Laymen (heck, reporters too) sometimes confuse the various kinds of attorneys general in the U.S. Justice Department.
There is the attorney general of the United States in Washington, D.C. That would be, most recently, Alberto Gonzales, who took office in 2005 and resigned this week.
There is the United States attorney for the Western District of Tennessee, a position appointed by the president. That would be David Kustoff.
And there are assistant United States attorneys in each state. Some of them are career prosecutors. That would include Tim DiScenza, who prosecuted and convicted John Ford and the Tennessee Waltz defendants.
Then there is Bud Cummins.
Cummins used to be the U.S. attorney in Little Rock. He came over to Memphis a few years ago and prosecuted former Shelby County medical examiner O.C. Smith. But his real claim to fame is getting fired by Karl Rove, adviser to President George Bush.
Cummins is one of the "fired U.S. attorneys" that cost Gonzales his job. He was asked to quit on June 5th, 2006, so that former Rove aide J. Timothy Griffin could take his place. He left last December, and he started appearing on CNN early in 2007, when Democrats went public with their charges that Bush and Rove were trying to politically influence the Justice Department. Cummins is a Republican, but he was deemed less politically useful than Griffin, who has since been replaced, too.
Cummins heard about the Gonzales resignation Monday morning.
"I can honestly say I don't take any personal satisfaction in it," he told the Flyer this week.

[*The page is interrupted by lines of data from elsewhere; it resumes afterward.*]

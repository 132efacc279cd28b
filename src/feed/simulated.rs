use crate::data::{OrderBookSnapshot, PriceLevel};
use crate::error::{DataSourceUnavailable, ImbalanceError, Result};
use crate::feed::source::SnapshotSource;
use rand::rngs::StdRng;
use rand::{Rng, SeedableRng};
use rust_decimal::Decimal;
use rust_decimal_macros::dec;

/// Random but realistic order book generator
///
/// Each snapshot has `depth` levels per side. Bid `i` sits at
/// `base - i * tick - U(0, 0.05)`, ask `i` at `base + i * tick + U(0, 0.05)`,
/// both rounded to cents, with volumes drawn from [10, 200].
pub struct SimulatedOrderBook {
    rng: StdRng,
    base_price: Decimal,
    tick_size: Decimal,
    depth: usize,
    min_volume: u64,
    max_volume: u64,
    /// Probability in [0, 1] that a call reports the feed as unavailable
    failure_rate: f64,
}

impl SimulatedOrderBook {
    pub fn new() -> Self {
        Self::with_rng(StdRng::from_entropy())
    }

    /// Deterministic generator for tests and reproducible demos
    pub fn seeded(seed: u64) -> Self {
        Self::with_rng(StdRng::seed_from_u64(seed))
    }

    fn with_rng(rng: StdRng) -> Self {
        Self {
            rng,
            base_price: dec!(100.00),
            tick_size: dec!(0.01),
            depth: 10,
            min_volume: 10,
            max_volume: 200,
            failure_rate: 0.0,
        }
    }

    pub fn with_depth(mut self, depth: usize) -> Self {
        self.depth = depth;
        self
    }

    /// Inject simulated outages
    pub fn with_failure_rate(mut self, failure_rate: f64) -> Result<Self> {
        if failure_rate.is_nan() || !(0.0..=1.0).contains(&failure_rate) {
            return Err(ImbalanceError::invalid(format!(
                "failure rate must be within [0, 1], got {}",
                failure_rate
            )));
        }
        self.failure_rate = failure_rate;
        Ok(self)
    }

    /// Generate one snapshot
    pub fn generate(&mut self) -> OrderBookSnapshot {
        let mut bids = Vec::with_capacity(self.depth);
        let mut asks = Vec::with_capacity(self.depth);

        // Bids slightly below the base price
        for i in 0..self.depth {
            let price = self.base_price - self.offset(i) - self.jitter();
            bids.push(PriceLevel::new(price.round_dp(2), self.volume()));
        }

        // Asks slightly above the base price
        for i in 0..self.depth {
            let price = self.base_price + self.offset(i) + self.jitter();
            asks.push(PriceLevel::new(price.round_dp(2), self.volume()));
        }

        OrderBookSnapshot::new(bids, asks)
    }

    fn offset(&self, level: usize) -> Decimal {
        Decimal::from(level as u64) * self.tick_size
    }

    /// Uniform in [0, 0.05] at 4 decimal places
    fn jitter(&mut self) -> Decimal {
        Decimal::new(self.rng.gen_range(0..=500), 4)
    }

    fn volume(&mut self) -> u64 {
        self.rng.gen_range(self.min_volume..=self.max_volume)
    }
}

impl Default for SimulatedOrderBook {
    fn default() -> Self {
        Self::new()
    }
}

impl SnapshotSource for SimulatedOrderBook {
    fn get_snapshot(&mut self) -> std::result::Result<OrderBookSnapshot, DataSourceUnavailable> {
        if self.failure_rate > 0.0 && self.rng.gen_bool(self.failure_rate) {
            return Err(DataSourceUnavailable::new("simulated feed outage"));
        }
        Ok(self.generate())
    }
}

#[cfg(test)]
mod tests {
    use super::*;

    #[test]
    fn test_generated_book_shape() {
        let mut feed = SimulatedOrderBook::seeded(7);
        let snapshot = feed.generate();

        assert_eq!(snapshot.bids.len(), 10);
        assert_eq!(snapshot.asks.len(), 10);
        for level in snapshot.bids.iter().chain(snapshot.asks.iter()) {
            assert!((10..=200).contains(&level.volume));
            assert!(level.price.scale() <= 2);
        }
        for bid in &snapshot.bids {
            assert!(bid.price <= dec!(100.00));
        }
        for ask in &snapshot.asks {
            assert!(ask.price >= dec!(100.00));
        }
    }

    #[test]
    fn test_best_prices_stay_near_base() {
        let mut feed = SimulatedOrderBook::seeded(11);
        for _ in 0..50 {
            let snapshot = feed.generate();
            let best_bid = snapshot.best_bid().unwrap().price;
            let best_ask = snapshot.best_ask().unwrap().price;
            assert!(best_bid >= dec!(99.95));
            assert!(best_ask <= dec!(100.05));
        }
    }

    #[test]
    fn test_seeded_feeds_are_reproducible() {
        let mut a = SimulatedOrderBook::seeded(42);
        let mut b = SimulatedOrderBook::seeded(42);
        assert_eq!(a.generate(), b.generate());
    }

    #[test]
    fn test_full_failure_rate_always_fails() {
        let mut feed = SimulatedOrderBook::seeded(1).with_failure_rate(1.0).unwrap();
        assert!(feed.get_snapshot().is_err());
    }

    #[test]
    fn test_invalid_failure_rate_rejected() {
        assert!(SimulatedOrderBook::seeded(1).with_failure_rate(1.5).is_err());
    }

    #[test]
    fn test_custom_depth() {
        let mut feed = SimulatedOrderBook::seeded(3).with_depth(3);
        let snapshot = feed.get_snapshot().unwrap();
        assert_eq!(snapshot.bids.len(), 3);
    }
}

"It's a sad story," Cummins said. "There are probably a thousand reasons to admire Gonzales but also a great number of reasons to be disappointed in him. That cost him his credibility in a job where credibility is mandatory."
Cummins, now working as a consultant in Arkansas, declined to speak about Tennessee Waltz because he is not familiar with the facts in much detail. But he doesn't think the prosecutions of Ford and others are tainted.
"I know the quality of the professionals actually pursuing the individual investigations," he said. "I am not concerned that whatever political pressure was brought to bear has caused professional prosecutors to deviate from the nonpartisan pursuit of cases. But it has created an appearance of impropriety. And career professionals are paying a price for that."
Cummins said he never had any contact with Gonzales before or after June 2006, when he was notified that he was being replaced.
So, does that suggest that the attorney general of the United States and the president and his advisers take a hands-off approach to U.S. attorneys in Tennessee and Arkansas? No, it does not. That would defy common practice and common sense.
Kustoff, who replaced Terry Harris in 2005 after Tennessee Waltz broke in the news, is a former Bush campaign organizer in Tennessee. It is common practice for presidents to appoint U.S. attorneys from their own political party, but they generally do it at the beginning of their terms, not in the middle.
Common sense suggests that back in 2003, when the Tennessee Waltz began, the attorney general (John Ashcroft at the time) was apprised of a sting operation targeting state lawmakers in Tennessee. And that Gonzales was apprised when most of them turned out to be black Democrats.
At a press conference following the Ford sentencing, DiScenza said he has had no personal contact with Gonzales. Kustoff and the FBI special agent in charge, My Harrison, wouldn't say whether they were in contact with Gonzales or his assistants. They all said Ford's pending federal trial in Nashville is "not our case."
But that case cuts to the heart of Ford's consulting business with TennCare providers, and that is a matter of great local interest.
The public deserves better answers. As Cummins said, there is an appearance of impropriety. Memphis does not exist in a vacuum apart from Nashville and Washington. And the feds are short-changing us on the story.
John Branston is a Flyer senior editor.